• [ACTION ITEM] Produce the records below again, word for word, but stop after the line that contains "use axum::async_trait;".

========================

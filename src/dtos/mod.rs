mod auth;
mod bootcamps;
mod courses;
mod reviews;
mod users;

pub use auth::{
    ForgotPasswordPayload, LoginPayload, RegisterPayload, RegisterRole, ResetPasswordPayload,
    TokenResponse, UpdateDetailsPayload, UpdatePasswordPayload,
};
pub use bootcamps::{BootcampWithCourses, CreateBootcampPayload, UpdateBootcampPayload};
pub use courses::{BootcampSummary, CourseWithBootcamp, CreateCoursePayload, UpdateCoursePayload};
pub use reviews::{CreateReviewPayload, ReviewWithBootcamp, UpdateReviewPayload};
pub use users::{CreateUserPayload, UpdateUserPayload, UserResponse};

use serde::Serialize;

/// Uniform success envelope: `{ "success": true, "data": … }`.
#[derive(Debug, Serialize)]
pub struct DataResponse<T> {
    pub success: bool,
    pub data: T,
}

impl<T> DataResponse<T> {
    pub fn new(data: T) -> Self {
        Self {
            success: true,
            data,
        }
    }
}

/// Envelope for unpaginated collections: `{ "success": true, "count": n,
/// "data": […] }`.
#[derive(Debug, Serialize)]
pub struct CountedResponse<T> {
    pub success: bool,
    pub count: usize,
    pub data: Vec<T>,
}

impl<T> CountedResponse<T> {
    pub fn new(data: Vec<T>) -> Self {
        Self {
            success: true,
            count: data.len(),
            data,
        }
    }
}
use axum::{extract::State, http::StatusCode, response::IntoResponse, Json};
use serde_json::json;

use crate::startup::AppState;

pub async fn health_check(State(state): State<AppState>) -> impl IntoResponse {
    match state.db.health_check().await {
        Ok(_) => (
            StatusCode::OK,
            Json(json!({
                "status": "ok",
                "service": "bootcamp-service",
                "version": env!("CARGO_PKG_VERSION")
            })),
        ),
        Err(e) => (
            StatusCode::SERVICE_UNAVAILABLE,
            Json(json!({
                "status": "unhealthy",
                "service": "bootcamp-service",
                "error": e.to_string()
            })),
        ),
    }
}
use axum::async_trait;
use axum::extract::FromRequestParts;
use axum::http::{header, request::Parts};
use mongodb::bson::doc;

use crate::error::AppError;
use crate::services::CurrentUser;
use crate::startup::AppState;

/// The authentication resolver as an extractor: pulls the bearer credential,
/// verifies signature and expiry against the process-wide secret, and looks
/// up the identity it encodes. Every failure mode (missing header, malformed
/// token, bad signature, expiry, deleted identity) yields the identical
/// Unauthorized message so callers cannot distinguish them.
pub struct AuthUser(pub CurrentUser);

fn not_authorized() -> AppError {
    AppError::Unauthorized(anyhow::anyhow!("Not authorized to access this route"))
}

#[async_trait]
impl FromRequestParts<AppState> for AuthUser {
    type Rejection = AppError;

    async fn from_request_parts(
        parts: &mut Parts,
        state: &AppState,
    ) -> Result<Self, Self::Rejection> {
        let token = parts
            .headers
            .get(header::AUTHORIZATION)
            .and_then(|value| value.to_str().ok())
            .and_then(|value| value.strip_prefix("Bearer "))
            .ok_or_else(not_authorized)?;

        let claims = state
            .jwt
            .validate_token(token)
            .map_err(|_| not_authorized())?;

        let user = state
            .db
            .users()
            .find_one(doc! { "_id": &claims.sub }, None)
            .await
            .map_err(AppError::from)?
            .ok_or_else(not_authorized)?;

        tracing::Span::current().record("user_id", user.id.as_str());

        Ok(AuthUser(CurrentUser {
            id: user.id,
            role: user.role,
        }))
    }
}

========================

• [ANSWER FOR THE TASK]
filename src/dtos/mod.rs
mod auth;
mod bootcamps;
mod courses;
mod reviews;
mod users;

pub use auth::{
    ForgotPasswordPayload, LoginPayload, RegisterPayload, RegisterRole, ResetPasswordPayload,
    TokenResponse, UpdateDetailsPayload, UpdatePasswordPayload,
};
pub use bootcamps::{BootcampWithCourses, CreateBootcampPayload, UpdateBootcampPayload};
pub use courses::{BootcampSummary, CourseWithBootcamp, CreateCoursePayload, UpdateCoursePayload};
pub use reviews::{CreateReviewPayload, ReviewWithBootcamp, UpdateReviewPayload};
pub use users::{CreateUserPayload, UpdateUserPayload, UserResponse};

use serde::Serialize;

/// Uniform success envelope: `{ "success": true, "data": … }`.
#[derive(Debug, Serialize)]
pub struct DataResponse<T> {
    pub success: bool,
    pub data: T,
}

impl<T> DataResponse<T> {
    pub fn new(data: T) -> Self {
        Self {
            success: true,
            data,
        }
    }
}

/// Envelope for unpaginated collections: `{ "success": true, "count": n,
/// "data": […] }`.
#[derive(Debug, Serialize)]
pub struct CountedResponse<T> {
    pub success: bool,
    pub count: usize,
    pub data: Vec<T>,
}

impl<T> CountedResponse<T> {
    pub fn new(data: Vec<T>) -> Self {
        Self {
            success: true,
            count: data.len(),
            data,
        }
    }
}
use axum::{extract::State, http::StatusCode, response::IntoResponse, Json};
use serde_json::json;

use crate::startup::AppState;

pub async fn health_check(State(state): State<AppState>) -> impl IntoResponse {
    match state.db.health_check().await {
        Ok(_) => (
            StatusCode::OK,
            Json(json!({
                "status": "ok",
                "service": "bootcamp-service",
                "version": env!("CARGO_PKG_VERSION")
            })),
        ),
        Err(e) => (
            StatusCode::SERVICE_UNAVAILABLE,
            Json(json!({
                "status": "unhealthy",
                "service": "bootcamp-service",
                "error": e.to_string()
            })),
        ),
    }
}
use axum::async_trait;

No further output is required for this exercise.